Titel: Schnittstellen
Autoren: Anja Abens
Vom Netzwerk:
doch immer so gern zum Training gegangen und hast dich auf die Turniere gefreut. Warum ist denn plötzlich alles anders?«
    Ich zucke mit den Schultern. Insgeheim bin ich dankbar, dass mein Vater da ist und nicht meine Mutter, denn sonst säße ich nächstes Jahr noch in der ungemütlichen Toilettenkabine der Sporthalle und würde mir anhören müssen, aus welchen Gründen ich gern weiter Rad fahren würde.
    Ich höre also mit dem Kunstradfahren auf, und das ist einfach nur gut.
    Anja
    Warum meint Meike immer, dass sie perfekt sein muss? Allein, dass sie Kunstrad fahren kann, ist doch bemerkenswert. Aber nein, der Misserfolg vom letzten Sonntag hat ihr jede Motivation genommen. Ist ja wunderbar gelaufen das Gespräch zwischen Karl und Meike. Nach dem Turnier eröffnet Karl mir, Meike wolle den Sport aufgeben. Genauso, wie sie das Geigespielen aufgegeben hat. Ich verstehe es nicht. Wieso hat sie keinen Spaß mehr an den Dingen, die sie mit so viel Freude begonnen hat und für die sie nach Aussage von Trainer und Musiklehrerin eindeutig Talent mitbringt?
    Ich bin ratlos. Ich selbst habe als Jugendliche den Sport auch geschmissen, aber mit sechzehn. Meike ist gerade mal dreizehn. Wie soll das denn weitergehen? In die Schule geht sie auch nicht gern … Aber Meike wird schon nicht so dumm sein wie ich und sich durch Schwänzen das Abi vermasseln. Damals, das waren auch ganz andere Umstände. Ich hatte immer das Gefühl, mein Vater liebt mich nur, wenn er stolz auf mich sein kann. Seine Erwartungen haben mir die Luft zum Atmen genommen. Meinen Bruder, der an den Rollstuhl gebunden war und eine Hauptschule besuchte, hat er ignoriert. Und so habe ich meine bewundernswerten Aktionen irgendwann abgebrochen und die Aufmerksamkeit meines Vaters von mir genommen.
    Aber bei Meike ist doch alles anders. Ihr Vater liebt sie ohne Einschränkung. Familie und Freundeskreis meinen einhellig, er verwöhne unsere Jüngste, wenn es auch nicht immer lobend gemeint ist. Außer den Großeltern und unseren besten Freunden halten die meisten Verwandten und Bekannten Meike für ein verzogenes Mädchen. Sie kann aber auch bockig sein …
    Ach, was mache ich mir so viele Sorgen um Meike, unser Problemkind zurzeit ist eindeutig Marvin. Seit nicht mehr Frau Lange, sondern Frau Bast unsere Betreuerin im Jugendamt ist und bei Marvin die Pubertät offenbar voll durchschlägt, steckt Karls und meine Beziehung zu ihm eindeutig in der Krise. Meike hält nach wie vor in schwesterlicher Solidarität zu ihm. Dabei hat sie oftmals zurückstecken müssen, seit er bei uns ist. Die meisten kennen Marvin nur als stillen und hilfsbedürftigen Jungen, sodass man eher ihm als Meike die Stange hielt, wenn es zum Streit kam. Meist hatte bei Familienfeiern Meike den Schwarzen Peter. »Nun lass doch den Marvin in Ruhe Klavier spielen!«, fuhr die wohlmeinende Tante Marianne Meike an, als diese ebenfalls auf dem Klavier in einer Gaststätte klimpern wollte.
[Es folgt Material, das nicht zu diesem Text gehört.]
use lacquer_core::{BrowserHistory, FetchError, Post, PostFeed, ViewState};
use tracing::debug;

use super::DetailViewModel;
use crate::common::{DetailPresentation, PresentationContext, PresentationKind};

/// Detail view as an overlay intercepting navigation from the feed.
///
/// The modal owns no content of its own: it renders whatever detail view is
/// on top of the stack, and closing it is exactly a go-back. Clicking a
/// related post inside the modal drills further through the same store
/// path, stacking another detail view under the same overlay.
pub struct DetailModal<F, H> {
    ctx: PresentationContext<F, H>,
}

impl<F: PostFeed, H: BrowserHistory> DetailModal<F, H> {
    pub fn new(ctx: PresentationContext<F, H>) -> Self {
        Self { ctx }
    }

    /// Drill into a related post shown inside the modal
    pub async fn handle_more_post_click(&self, post: &Post) -> Result<(), FetchError> {
        self.ctx.store.handle_post_click(post).await
    }
}

impl<F: PostFeed, H: BrowserHistory> DetailPresentation for DetailModal<F, H> {
    fn kind(&self) -> PresentationKind {
        PresentationKind::Modal
    }

    fn is_open(&self) -> bool {
        matches!(
            self.ctx.store.current_view(),
            Some(ViewState::Detail { .. })
        )
    }

    fn close(&self) {
        // Can fire while the stack is already back at the root during a
        // dialog-close transition; only pop when a detail view is showing.
        if !self.is_open() {
            return;
        }
        debug!("modal closed, going back");
        self.ctx.store.handle_go_back();
    }

    fn view(&self) -> Option<DetailViewModel> {
        match self.ctx.store.current_view()? {
            ViewState::Explore { .. } => None,
            ViewState::Detail {
                parent,
                posts,
                seed,
            } => Some(DetailViewModel {
                post: parent,
                more_posts: posts,
                seed,
            }),
        }
    }
}

#[cfg(test)]
mod tests {
    use super::*;
    use crate::common::PresentationContext;
    use lacquer_core::{AppSettings, NavigationStore, PaginatedPosts};

    use parking_lot::{Mutex, RwLock};
    use std::collections::HashMap;
    use std::future::Future;
    use std::sync::Arc;

    fn post(id: u64) -> Post {
        Post {
            id,
            title: format!("post {}", id),
            image_url: String::new(),
            width: 1,
            height: 1,
            tags: Default::default(),
            try_on_image_url: String::new(),
        }
    }

    #[derive(Default)]
    struct StubFeed {
        related: HashMap<u64, PaginatedPosts>,
    }

    impl PostFeed for StubFeed {
        fn fetch_post(&self, id: u64) -> impl Future<Output = Result<Post, FetchError>> + Send {
            let result = self
                .related
                .contains_key(&id)
                .then(|| post(id))
                .ok_or(FetchError::Status { code: 404 });
            async move { result }
        }

        fn fetch_related(
            &self,
            id: u64,
        ) -> impl Future<Output = Result<PaginatedPosts, FetchError>> + Send {
            let result = self
                .related
                .get(&id)
                .cloned()
                .ok_or(FetchError::Status { code: 404 });
            async move { result }
        }
    }

    #[derive(Default)]
    struct RecordingHistory {
        backs: Mutex<usize>,
    }

    impl BrowserHistory for RecordingHistory {
        fn push(&self, _address: &str) {}

        fn back(&self) {
            *self.backs.lock() += 1;
        }
    }

    fn modal_over(
        related: HashMap<u64, PaginatedPosts>,
    ) -> DetailModal<StubFeed, RecordingHistory> {
        let store = Arc::new(NavigationStore::new(
            StubFeed { related },
            RecordingHistory::default(),
        ));
        store.initialize_feed(ViewState::empty_explore());
        let ctx = PresentationContext::new(&store, Arc::new(RwLock::new(AppSettings::default())));
        DetailModal::new(ctx)
    }

    #[tokio::test]
    async fn test_modal_mirrors_top_of_stack() {
        let mut related = HashMap::new();
        related.insert(
            42,
            PaginatedPosts {
                seed: Some(3),
                results: vec![post(7)],
            },
        );
        let modal = modal_over(related);
        assert!(!modal.is_open());
        assert_eq!(modal.view(), None);

        modal.ctx.store.handle_post_click(&post(42)).await.unwrap();

        assert!(modal.is_open());
        let view = modal.view().unwrap();
        assert_eq!(view.post.id, 42);
        assert_eq!(view.more_posts.len(), 1);
        assert_eq!(view.seed, "3");
    }

    #[tokio::test]
    async fn test_close_routes_through_go_back() {
        let mut related = HashMap::new();
        related.insert(42, PaginatedPosts::default());
        let modal = modal_over(related);
        modal.ctx.store.handle_post_click(&post(42)).await.unwrap();

        modal.close();

        assert_eq!(modal.ctx.store.depth(), 1);
        assert_eq!(*modal.ctx.store.history().backs.lock(), 1);
        modal.close();
        assert_eq!(*modal.ctx.store.history().backs.lock(), 1);
        assert!(!modal.is_open());
    }

    #[tokio::test]
    async fn test_close_over_root_does_not_reset() {
        let modal = modal_over(HashMap::new());
        modal.ctx.store.initialize_feed(ViewState::Explore {
            posts: vec![post(1)],
            seed: "abc".into(),
        });

        modal.close();

        // Root feed content untouched; no spurious reset
        assert_eq!(modal.ctx.store.current_view().unwrap().seed(), "abc");
    }

    #[tokio::test]
    async fn test_more_click_stacks_another_detail() {
        let mut related = HashMap::new();
        related.insert(42, PaginatedPosts::default());
        related.insert(7, PaginatedPosts::default());
        let modal = modal_over(related);

        modal.ctx.store.handle_post_click(&post(42)).await.unwrap();
        modal.handle_more_post_click(&post(7)).await.unwrap();

        assert_eq!(modal.ctx.store.depth(), 3);
        assert_eq!(modal.view().unwrap().post.id, 7);
    }
}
    Marvin muss auch tatsächlich viel durchgemacht haben, bevor er im Alter von sechs Jahren zu uns kam. Er wollte jedoch nie darüber sprechen und wir wissen nicht viel über seine ersten Lebensjahre. Ich hatte gehofft, dass ihm unser Zusammenleben Halt gibt und er sich irgendwann öffnet. Stattdessen macht er seit einiger Zeit in der Schule und zu Hause nur noch, was er will, genau genommen seit dem ersten Hilfeplangespräch mit Frau Bast vom Jugendamt. Seitdem ist er verändert.
    Meike
    »Gewonnen!« Ich setze mein Figürchen auf den Zielpunkt und grinse Marvin an. Der sitzt wie meist im Schneidersitz und räumt gleichmütig das Verrückte Labyrinth zusammen. Das finde ich gut an meinem Bruder, Verlieren macht ihm nichts aus, obwohl er sich natürlich mehr freut, wenn er gewinnt, genau wie ich. Ich ziehe mir das Handtuch vom Kopf, das ich immer als Turban aufsetze, wenn ich mir die Haare gewaschen habe.
    »Was machen wir denn noch, bis Lena kommt?«
    Marvin zuckt die Achseln. »Ist doch nicht mehr viel Zeit.«
    »Also, ich föhn mir die Haare und dann … dann spielen wir Lena einen Streich.«
    »Deiner Freundin?«
    »Na, nichts Schlimmes, irgendwas Lustiges.«
    Während ich mir die Haare föhne, habe ich eine Idee.
    »Weißt du was«, rufe ich aus dem Badezimmer, »wir verkleiden uns!«
    »Okay!«, ruft Marvin. Ich wusste, dass er dazu Lust hat. Verkleiden war eins unserer Lieblingsspiele, als wir kleiner waren. Das haben wir schon lange nicht mehr gemacht.